At some point the Fed will likely need to give explicit guidance on the future pace or type of asset purchases, Evans said, but “that’s not where we are, and it’s probably going to be the Spring until I have a better sense” of any next steps on the balance sheet.
Almost since the moment the Fed last month delivered its beefed-up promise to keep rates at zero for what could be years, attention has focused on whether the Fed would back up that promise by expanding its $7 trillion balance sheet at a faster pace.
But minutes from that meeting, released Wednesday, show little discussion over whether to adjust the Fed’s current $120 billion-a-month pace of bond purchases.
At a separate event Wednesday, New York Fed President John Williams noted that the Fed is purchasing “an extremely high level of assets already,” a characterization that appeared to signal little appetite for doing more.
Still, he suggested the door on more purchases isn’t closed.

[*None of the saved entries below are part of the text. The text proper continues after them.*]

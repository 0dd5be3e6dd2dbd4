#![allow(dead_code)]
use async_trait::async_trait;
use axum::{
    body::{to_bytes, Body},
    http::{header, Request, Response},
    Router,
};
use sqlx::{postgres::PgPoolOptions, PgPool};
use std::{
    collections::HashMap,
    env,
    sync::{Arc, Mutex},
};
use time::{Duration, OffsetDateTime};
use tower_sessions::{
    cookie::{Cookie, CookieJar, Key},
    session::{Id, Record},
    MemoryStore, SessionStore,
};
use gamevault_backend::{
    config::Config,
    error::AppError,
    models::{listing::Listing, profile::SteamProfile, session::SESSION_USER_KEY},
    repositories::ListingRepositoryTrait,
    router::router,
    services::steam::{parse_steam_id, IdentityProvider, OpenIdError},
    state::AppState,
    types::ListingId,
    utils::cookies::SESSION_COOKIE_NAME,
};

pub const ADMIN_STEAM_ID: &str = "76561198000000001";
pub const OTHER_STEAM_ID: &str = "76561198000000002";
pub const TEST_SECRET: &str = "integration-test-secret";
pub const FAKE_PROVIDER_URL: &str = "https://steam.test/openid/login?openid.mode=checkid_setup";

pub fn test_config() -> Config {
    Config::from_lookup(|key| match key {
        "ADMIN_STEAM_ID" => Some(ADMIN_STEAM_ID.to_string()),
        "SESSION_SECRET" => Some(TEST_SECRET.to_string()),
        "STATIC_DIR" => Some("tests/static-missing".to_string()),
        _ => None,
    })
    .expect("test config")
}

pub fn profile(steam_id: &str) -> SteamProfile {
    SteamProfile::from_steam_id(
        steam_id,
        &format!("https://steamcommunity.com/openid/id/{steam_id}"),
    )
}

#[derive(Default)]
pub struct InMemoryListings {
    items: Mutex<Vec<Listing>>,
}

impl InMemoryListings {
    pub fn len(&self) -> usize {
        self.items.lock().expect("listings lock").len()
    }
}

#[async_trait]
impl ListingRepositoryTrait for InMemoryListings {
    async fn list_all(&self) -> Result<Vec<Listing>, AppError> {
        let mut items: Vec<Listing> = self
            .items
            .lock()
            .expect("listings lock")
            .iter()
            .rev()
            .cloned()
            .collect();
        items.sort_by(|a, b| b.created_at.cmp(&a.created_at));
        Ok(items)
    }

    async fn create(&self, listing: &Listing) -> Result<Listing, AppError> {
        self.items
            .lock()
            .expect("listings lock")
            .push(listing.clone());
        Ok(listing.clone())
    }

    async fn delete_by_id(&self, id: ListingId) -> Result<(), AppError> {
        self.items
            .lock()
            .expect("listings lock")
            .retain(|listing| listing.id != id);
        Ok(())
    }
}

/// Accepts any `id_res` callback whose claimed id is a Steam identity.
pub struct FakeSteam;

#[async_trait]
impl IdentityProvider for FakeSteam {
    fn authorization_url(&self) -> String {
        FAKE_PROVIDER_URL.to_string()
    }

    async fn verify(&self, params: &HashMap<String, String>) -> Result<SteamProfile, OpenIdError> {
        if params.get("openid.mode").map(String::as_str) != Some("id_res") {
            return Err(OpenIdError::AssertionRejected);
        }
        let claimed_id = params
            .get("openid.claimed_id")
            .ok_or(OpenIdError::MissingParameter("openid.claimed_id"))?;
        let steam_id = parse_steam_id(claimed_id)
            .ok_or_else(|| OpenIdError::InvalidClaimedId(claimed_id.clone()))?;
        Ok(SteamProfile::from_steam_id(steam_id, claimed_id))
    }
}

pub struct TestApp {
    pub router: Router,
    pub listings: Arc<InMemoryListings>,
    pub store: MemoryStore,
    pub config: Config,
}

impl TestApp {
    pub fn new() -> Self {
        let config = test_config();
        let listings = Arc::new(InMemoryListings::default());
        let store = MemoryStore::default();
        let state = AppState::new(config.clone(), listings.clone(), Arc::new(FakeSteam));
        Self {
            router: router(state, store.clone()),
            listings,
            store,
            config,
        }
    }

    /// Stores a signed-in session for `steam_id` and returns its `Cookie` header.
    pub async fn login(&self, steam_id: &str) -> String {
        self.login_expiring_at(steam_id, OffsetDateTime::now_utc() + Duration::days(7))
            .await
    }

    pub async fn login_expiring_at(&self, steam_id: &str, expiry_date: OffsetDateTime) -> String {
        let mut record = Record {
            id: Id::default(),
            data: HashMap::from([(
                SESSION_USER_KEY.to_string(),
                serde_json::to_value(profile(steam_id)).expect("profile json"),
            )]),
            expiry_date,
        };
        self.store.create(&mut record).await.expect("seed session");
        signed_cookie(&self.config.session_key(), record.id)
    }
}

/// `Cookie` header carrying `id` signed with `key`.
pub fn signed_cookie(key: &Key, id: Id) -> String {
    let mut jar = CookieJar::new();
    jar.signed_mut(key)
        .add(Cookie::new(SESSION_COOKIE_NAME, id.to_string()));
    let cookie = jar.get(SESSION_COOKIE_NAME).expect("signed cookie");
    format!("{}={}", cookie.name(), cookie.value())
}

/// Turns a `Set-Cookie` response header into a `Cookie` request header.
pub fn cookie_from_response(response: &Response<Body>) -> Option<String> {
    response
        .headers()
        .get(header::SET_COOKIE)
        .and_then(|value| value.to_str().ok())
        .and_then(|value| value.split(';').next())
        .map(str::to_string)
}

pub fn get(uri: &str, cookie: Option<&str>) -> Request<Body> {
    let mut builder = Request::builder().method("GET").uri(uri);
    if let Some(cookie) = cookie {
        builder = builder.header(header::COOKIE, cookie);
    }
    builder.body(Body::empty()).expect("request")
}

pub fn post_json(uri: &str, cookie: Option<&str>, body: serde_json::Value) -> Request<Body> {
    let mut builder = Request::builder()
        .method("POST")
        .uri(uri)
        .header(header::CONTENT_TYPE, "application/json");
    if let Some(cookie) = cookie {
        builder = builder.header(header::COOKIE, cookie);
    }
    builder.body(Body::from(body.to_string())).expect("request")
}

pub fn delete(uri: &str, cookie: Option<&str>) -> Request<Body> {
    let mut builder = Request::builder().method("DELETE").uri(uri);
    if let Some(cookie) = cookie {
        builder = builder.header(header::COOKIE, cookie);
    }
    builder.body(Body::empty()).expect("request")
}

pub async fn body_json(response: Response<Body>) -> serde_json::Value {
    let bytes = to_bytes(response.into_body(), usize::MAX)
        .await
        .expect("read body");
    serde_json::from_slice(&bytes).expect("json body")
}

pub fn location(response: &Response<Body>) -> String {
    response
        .headers()
        .get(header::LOCATION)
        .and_then(|value| value.to_str().ok())
        .expect("location header")
        .to_string()
}

/// Pool for the Postgres repository tests; `None` skips them.
pub async fn test_pool() -> Option<PgPool> {
    let url = env::var("TEST_DATABASE_URL").ok()?;
    let pool = PgPoolOptions::new()
        .max_connections(2)
        .connect(&url)
        .await
        .expect("connect test database");
    sqlx::migrate!("./migrations")
        .run(&pool)
        .await
        .expect("run migrations");
    Some(pool)
}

“Clearly in the future we’ll continue to assess what’s the best use of our tools to achieve our goals,” Williams said.
Both Williams, in a rather elliptical way, and Evans, very directly, called for more federal spending to pull households and businesses through the pandemic recession.
While the economy has bounced back more quickly than many had expected from the depths of the crisis, the labor market is still down 11 million jobs from where it was in March. Many of those losses are looking to become permanent in sectors still hard-hit by the pandemic such as leisure, travel and restaurants, creating hardship for laid off workers.
The situation argues for “timely” action by government, Evans said.
President Donald Trump on Tuesday called off negotiations on a broad stimulus bill until after what he said would be his reelection in November. Democratic presidential nominee Joe Biden is leading in the polls less than four weeks before the Nov. 3 election.